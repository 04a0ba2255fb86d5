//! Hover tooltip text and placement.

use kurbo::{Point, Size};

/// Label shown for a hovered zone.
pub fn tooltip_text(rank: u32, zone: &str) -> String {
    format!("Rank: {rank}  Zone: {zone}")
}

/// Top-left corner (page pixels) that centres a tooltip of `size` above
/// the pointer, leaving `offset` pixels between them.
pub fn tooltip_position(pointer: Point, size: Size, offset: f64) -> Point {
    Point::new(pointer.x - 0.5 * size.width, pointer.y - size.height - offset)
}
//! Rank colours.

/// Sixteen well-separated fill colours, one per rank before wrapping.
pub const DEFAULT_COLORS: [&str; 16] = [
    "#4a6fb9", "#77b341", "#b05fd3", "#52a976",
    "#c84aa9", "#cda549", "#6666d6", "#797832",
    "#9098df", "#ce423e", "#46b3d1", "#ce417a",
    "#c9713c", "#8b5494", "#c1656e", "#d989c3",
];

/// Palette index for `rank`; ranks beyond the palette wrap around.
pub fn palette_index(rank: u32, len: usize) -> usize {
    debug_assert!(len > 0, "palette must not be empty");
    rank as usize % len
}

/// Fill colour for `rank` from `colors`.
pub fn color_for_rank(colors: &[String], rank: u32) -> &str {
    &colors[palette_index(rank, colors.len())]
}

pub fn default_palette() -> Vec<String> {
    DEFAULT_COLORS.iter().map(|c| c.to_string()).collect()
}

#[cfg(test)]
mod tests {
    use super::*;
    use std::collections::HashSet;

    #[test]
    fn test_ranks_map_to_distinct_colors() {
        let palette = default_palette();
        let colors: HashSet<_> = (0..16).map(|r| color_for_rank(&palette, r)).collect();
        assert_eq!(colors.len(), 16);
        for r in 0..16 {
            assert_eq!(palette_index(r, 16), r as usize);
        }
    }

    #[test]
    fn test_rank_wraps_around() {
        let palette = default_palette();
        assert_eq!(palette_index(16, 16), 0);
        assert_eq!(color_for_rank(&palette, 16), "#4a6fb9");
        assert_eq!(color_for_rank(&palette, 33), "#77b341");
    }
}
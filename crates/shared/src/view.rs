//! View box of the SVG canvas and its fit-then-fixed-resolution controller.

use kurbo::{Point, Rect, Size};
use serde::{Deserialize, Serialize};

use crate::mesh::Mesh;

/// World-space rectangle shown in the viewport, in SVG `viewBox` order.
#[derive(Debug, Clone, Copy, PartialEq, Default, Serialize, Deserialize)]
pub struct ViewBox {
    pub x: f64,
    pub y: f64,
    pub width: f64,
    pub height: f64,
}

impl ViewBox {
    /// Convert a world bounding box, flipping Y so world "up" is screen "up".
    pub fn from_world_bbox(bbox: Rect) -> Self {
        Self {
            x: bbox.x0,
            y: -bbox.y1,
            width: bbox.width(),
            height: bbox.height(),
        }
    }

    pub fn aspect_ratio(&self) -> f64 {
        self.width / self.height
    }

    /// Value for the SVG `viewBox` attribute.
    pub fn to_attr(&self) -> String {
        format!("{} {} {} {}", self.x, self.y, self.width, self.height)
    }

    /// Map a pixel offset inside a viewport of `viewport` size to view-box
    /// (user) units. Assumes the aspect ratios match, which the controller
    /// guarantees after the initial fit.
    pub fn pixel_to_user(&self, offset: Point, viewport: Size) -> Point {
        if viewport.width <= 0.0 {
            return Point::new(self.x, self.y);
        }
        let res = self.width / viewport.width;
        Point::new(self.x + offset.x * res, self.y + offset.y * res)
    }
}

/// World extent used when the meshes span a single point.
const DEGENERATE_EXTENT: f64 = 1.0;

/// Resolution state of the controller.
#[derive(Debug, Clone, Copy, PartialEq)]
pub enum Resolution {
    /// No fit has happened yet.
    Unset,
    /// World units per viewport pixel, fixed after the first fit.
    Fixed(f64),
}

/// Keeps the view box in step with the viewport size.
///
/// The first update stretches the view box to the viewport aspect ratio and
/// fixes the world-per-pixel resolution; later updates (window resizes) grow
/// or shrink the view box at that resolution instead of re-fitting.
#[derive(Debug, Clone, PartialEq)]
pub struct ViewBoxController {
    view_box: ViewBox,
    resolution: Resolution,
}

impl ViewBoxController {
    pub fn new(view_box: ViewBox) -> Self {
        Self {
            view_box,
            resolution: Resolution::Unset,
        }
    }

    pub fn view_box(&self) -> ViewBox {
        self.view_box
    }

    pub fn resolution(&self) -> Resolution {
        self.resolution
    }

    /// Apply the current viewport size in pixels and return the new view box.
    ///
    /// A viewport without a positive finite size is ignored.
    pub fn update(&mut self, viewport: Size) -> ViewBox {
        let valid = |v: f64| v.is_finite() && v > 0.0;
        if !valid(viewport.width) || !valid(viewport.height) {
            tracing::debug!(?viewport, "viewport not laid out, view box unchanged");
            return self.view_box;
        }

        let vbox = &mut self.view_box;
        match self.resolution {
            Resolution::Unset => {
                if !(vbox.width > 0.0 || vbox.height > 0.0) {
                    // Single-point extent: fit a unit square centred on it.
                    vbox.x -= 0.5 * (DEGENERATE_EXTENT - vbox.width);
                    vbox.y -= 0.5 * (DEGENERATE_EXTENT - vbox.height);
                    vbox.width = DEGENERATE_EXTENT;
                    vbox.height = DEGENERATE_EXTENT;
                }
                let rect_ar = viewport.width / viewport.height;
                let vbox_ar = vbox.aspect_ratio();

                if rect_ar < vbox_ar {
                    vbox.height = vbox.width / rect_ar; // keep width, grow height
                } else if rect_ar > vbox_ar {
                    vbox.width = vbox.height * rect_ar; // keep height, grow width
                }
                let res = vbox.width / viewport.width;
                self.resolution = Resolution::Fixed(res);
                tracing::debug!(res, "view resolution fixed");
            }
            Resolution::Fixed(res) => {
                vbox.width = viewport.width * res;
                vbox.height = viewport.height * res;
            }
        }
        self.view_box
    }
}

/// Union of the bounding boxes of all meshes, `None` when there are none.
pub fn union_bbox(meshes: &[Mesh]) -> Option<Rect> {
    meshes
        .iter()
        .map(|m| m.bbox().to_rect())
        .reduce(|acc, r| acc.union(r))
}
◆ ◆ ◆ ◆
__Action item__
Please return exactly the lines from the opening line of the data above through the line with "Fill colour for", both included and nothing else.

__Result for this exercise__
repository 04a0ba2255fb86d5
//! Hover tooltip text and placement.

use kurbo::{Point, Size};

/// Label shown for a hovered zone.
pub fn tooltip_text(rank: u32, zone: &str) -> String {
    format!("Rank: {rank}  Zone: {zone}")
}

/// Top-left corner (page pixels) that centres a tooltip of `size` above
/// the pointer, leaving `offset` pixels between them.
pub fn tooltip_position(pointer: Point, size: Size, offset: f64) -> Point {
    Point::new(pointer.x - 0.5 * size.width, pointer.y - size.height - offset)
}
//! Rank colours.

/// Sixteen well-separated fill colours, one per rank before wrapping.
pub const DEFAULT_COLORS: [&str; 16] = [
    "#4a6fb9", "#77b341", "#b05fd3", "#52a976",
    "#c84aa9", "#cda549", "#6666d6", "#797832",
    "#9098df", "#ce423e", "#46b3d1", "#ce417a",
    "#c9713c", "#8b5494", "#c1656e", "#d989c3",
];

/// Palette index for `rank`; ranks beyond the palette wrap around.
pub fn palette_index(rank: u32, len: usize) -> usize {
    debug_assert!(len > 0, "palette must not be empty");
    rank as usize % len
}

/// Fill colour for `rank` from `colors`.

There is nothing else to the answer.